_Your instructions_. For the material below, output exactly the span from the line with "pub struct IpState" to the line with "let sorted: BTreeSet<u32>", including both, and nothing besides.

_Source data_.
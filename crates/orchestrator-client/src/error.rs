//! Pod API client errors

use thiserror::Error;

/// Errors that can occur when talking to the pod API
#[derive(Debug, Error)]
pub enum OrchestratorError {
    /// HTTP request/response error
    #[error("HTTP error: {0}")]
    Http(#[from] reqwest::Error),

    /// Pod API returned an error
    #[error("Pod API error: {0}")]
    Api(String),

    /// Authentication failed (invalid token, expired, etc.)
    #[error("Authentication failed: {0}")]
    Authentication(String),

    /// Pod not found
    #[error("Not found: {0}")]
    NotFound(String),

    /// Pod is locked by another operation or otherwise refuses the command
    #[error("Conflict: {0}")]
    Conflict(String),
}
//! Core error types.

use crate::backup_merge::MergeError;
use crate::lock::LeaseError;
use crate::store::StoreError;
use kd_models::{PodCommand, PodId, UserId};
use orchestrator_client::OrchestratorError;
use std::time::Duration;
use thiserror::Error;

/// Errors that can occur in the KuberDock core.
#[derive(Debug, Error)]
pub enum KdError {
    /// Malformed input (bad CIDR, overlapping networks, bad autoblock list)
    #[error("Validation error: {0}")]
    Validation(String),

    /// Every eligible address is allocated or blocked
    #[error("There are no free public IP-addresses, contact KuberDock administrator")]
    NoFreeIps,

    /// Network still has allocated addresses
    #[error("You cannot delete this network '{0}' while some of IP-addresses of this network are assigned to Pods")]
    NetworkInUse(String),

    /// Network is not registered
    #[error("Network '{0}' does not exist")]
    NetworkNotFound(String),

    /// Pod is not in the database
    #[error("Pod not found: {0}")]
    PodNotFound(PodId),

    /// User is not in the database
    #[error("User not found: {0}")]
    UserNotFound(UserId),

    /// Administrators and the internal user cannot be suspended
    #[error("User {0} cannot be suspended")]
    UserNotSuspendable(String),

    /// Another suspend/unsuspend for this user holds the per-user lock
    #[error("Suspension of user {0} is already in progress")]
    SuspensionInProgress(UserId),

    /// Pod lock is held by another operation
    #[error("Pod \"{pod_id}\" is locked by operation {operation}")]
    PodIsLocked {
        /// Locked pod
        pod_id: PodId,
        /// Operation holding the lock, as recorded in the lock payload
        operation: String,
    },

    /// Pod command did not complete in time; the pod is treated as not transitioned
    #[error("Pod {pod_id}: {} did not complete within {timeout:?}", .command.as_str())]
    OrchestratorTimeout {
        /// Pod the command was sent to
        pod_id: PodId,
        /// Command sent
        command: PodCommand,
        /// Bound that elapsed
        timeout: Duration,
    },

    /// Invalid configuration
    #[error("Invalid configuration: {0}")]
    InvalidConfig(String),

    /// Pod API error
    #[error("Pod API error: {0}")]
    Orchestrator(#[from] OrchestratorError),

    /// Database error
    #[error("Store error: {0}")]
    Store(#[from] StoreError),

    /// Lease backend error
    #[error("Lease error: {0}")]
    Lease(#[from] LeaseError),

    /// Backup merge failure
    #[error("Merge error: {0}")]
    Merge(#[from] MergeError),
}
---
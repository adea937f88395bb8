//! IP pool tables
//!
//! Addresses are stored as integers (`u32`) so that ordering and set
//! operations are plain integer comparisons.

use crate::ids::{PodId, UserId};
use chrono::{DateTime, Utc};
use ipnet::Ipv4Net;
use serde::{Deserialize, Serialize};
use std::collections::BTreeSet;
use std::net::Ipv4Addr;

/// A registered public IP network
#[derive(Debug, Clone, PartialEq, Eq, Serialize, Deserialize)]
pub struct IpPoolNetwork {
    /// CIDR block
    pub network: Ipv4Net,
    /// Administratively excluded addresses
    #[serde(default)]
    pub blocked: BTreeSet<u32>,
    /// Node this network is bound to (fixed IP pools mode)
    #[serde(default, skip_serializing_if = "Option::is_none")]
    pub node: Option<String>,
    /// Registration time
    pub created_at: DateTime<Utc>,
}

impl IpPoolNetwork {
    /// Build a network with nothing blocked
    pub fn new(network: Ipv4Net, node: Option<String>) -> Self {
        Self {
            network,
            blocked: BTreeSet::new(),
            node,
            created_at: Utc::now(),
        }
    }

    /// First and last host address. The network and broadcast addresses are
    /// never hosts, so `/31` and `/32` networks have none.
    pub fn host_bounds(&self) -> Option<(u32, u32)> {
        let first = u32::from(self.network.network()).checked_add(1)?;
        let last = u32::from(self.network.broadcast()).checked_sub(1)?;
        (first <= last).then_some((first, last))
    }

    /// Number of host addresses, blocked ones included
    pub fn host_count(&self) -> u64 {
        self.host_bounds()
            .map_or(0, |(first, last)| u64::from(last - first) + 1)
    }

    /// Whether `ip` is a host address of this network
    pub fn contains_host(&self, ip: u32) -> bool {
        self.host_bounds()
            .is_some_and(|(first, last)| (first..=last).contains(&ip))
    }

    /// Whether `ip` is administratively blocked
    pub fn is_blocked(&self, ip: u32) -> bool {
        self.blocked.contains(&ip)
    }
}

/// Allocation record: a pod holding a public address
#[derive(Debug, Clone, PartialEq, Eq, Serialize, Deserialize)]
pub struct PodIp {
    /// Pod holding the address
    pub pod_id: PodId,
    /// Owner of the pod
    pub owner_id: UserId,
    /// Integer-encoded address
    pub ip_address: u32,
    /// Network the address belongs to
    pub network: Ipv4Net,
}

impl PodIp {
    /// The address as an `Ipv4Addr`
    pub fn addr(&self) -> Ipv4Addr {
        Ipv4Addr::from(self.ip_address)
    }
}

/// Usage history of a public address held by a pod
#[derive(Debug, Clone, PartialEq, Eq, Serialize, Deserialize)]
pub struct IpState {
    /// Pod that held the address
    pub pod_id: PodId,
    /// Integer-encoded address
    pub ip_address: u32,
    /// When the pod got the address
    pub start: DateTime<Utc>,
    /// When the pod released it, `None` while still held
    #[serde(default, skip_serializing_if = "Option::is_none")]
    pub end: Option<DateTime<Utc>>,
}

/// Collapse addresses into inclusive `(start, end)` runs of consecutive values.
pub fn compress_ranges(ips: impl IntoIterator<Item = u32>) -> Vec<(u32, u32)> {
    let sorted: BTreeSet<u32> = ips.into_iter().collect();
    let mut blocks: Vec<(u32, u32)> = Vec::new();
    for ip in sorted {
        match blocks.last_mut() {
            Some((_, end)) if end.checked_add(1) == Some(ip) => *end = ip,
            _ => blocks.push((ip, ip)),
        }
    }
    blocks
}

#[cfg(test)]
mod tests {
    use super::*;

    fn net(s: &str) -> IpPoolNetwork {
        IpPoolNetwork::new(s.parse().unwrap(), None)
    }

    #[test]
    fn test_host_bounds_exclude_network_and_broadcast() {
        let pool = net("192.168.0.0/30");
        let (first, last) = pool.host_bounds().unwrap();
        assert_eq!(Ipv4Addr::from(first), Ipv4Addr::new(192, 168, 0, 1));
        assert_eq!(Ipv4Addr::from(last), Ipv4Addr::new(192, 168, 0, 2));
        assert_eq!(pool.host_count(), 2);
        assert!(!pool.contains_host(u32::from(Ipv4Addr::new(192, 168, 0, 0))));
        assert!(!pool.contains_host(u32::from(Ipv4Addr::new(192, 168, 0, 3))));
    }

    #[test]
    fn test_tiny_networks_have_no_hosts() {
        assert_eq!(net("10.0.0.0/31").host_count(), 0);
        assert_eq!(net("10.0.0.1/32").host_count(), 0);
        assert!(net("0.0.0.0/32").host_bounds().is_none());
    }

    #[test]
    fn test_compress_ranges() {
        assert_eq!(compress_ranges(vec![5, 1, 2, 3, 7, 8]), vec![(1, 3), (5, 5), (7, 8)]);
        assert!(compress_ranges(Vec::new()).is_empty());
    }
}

_Answer_.
pub struct IpState {
    /// Pod that held the address
    pub pod_id: PodId,
    /// Integer-encoded address
    pub ip_address: u32,
    /// When the pod got the address
    pub start: DateTime<Utc>,
    /// When the pod released it, `None` while still held
    #[serde(default, skip_serializing_if = "Option::is_none")]
    pub end: Option<DateTime<Utc>>,
}

/// Collapse addresses into inclusive `(start, end)` runs of consecutive values.
pub fn compress_ranges(ips: impl IntoIterator<Item = u32>) -> Vec<(u32, u32)> {
    let sorted: BTreeSet<u32> = ips.into_iter().collect();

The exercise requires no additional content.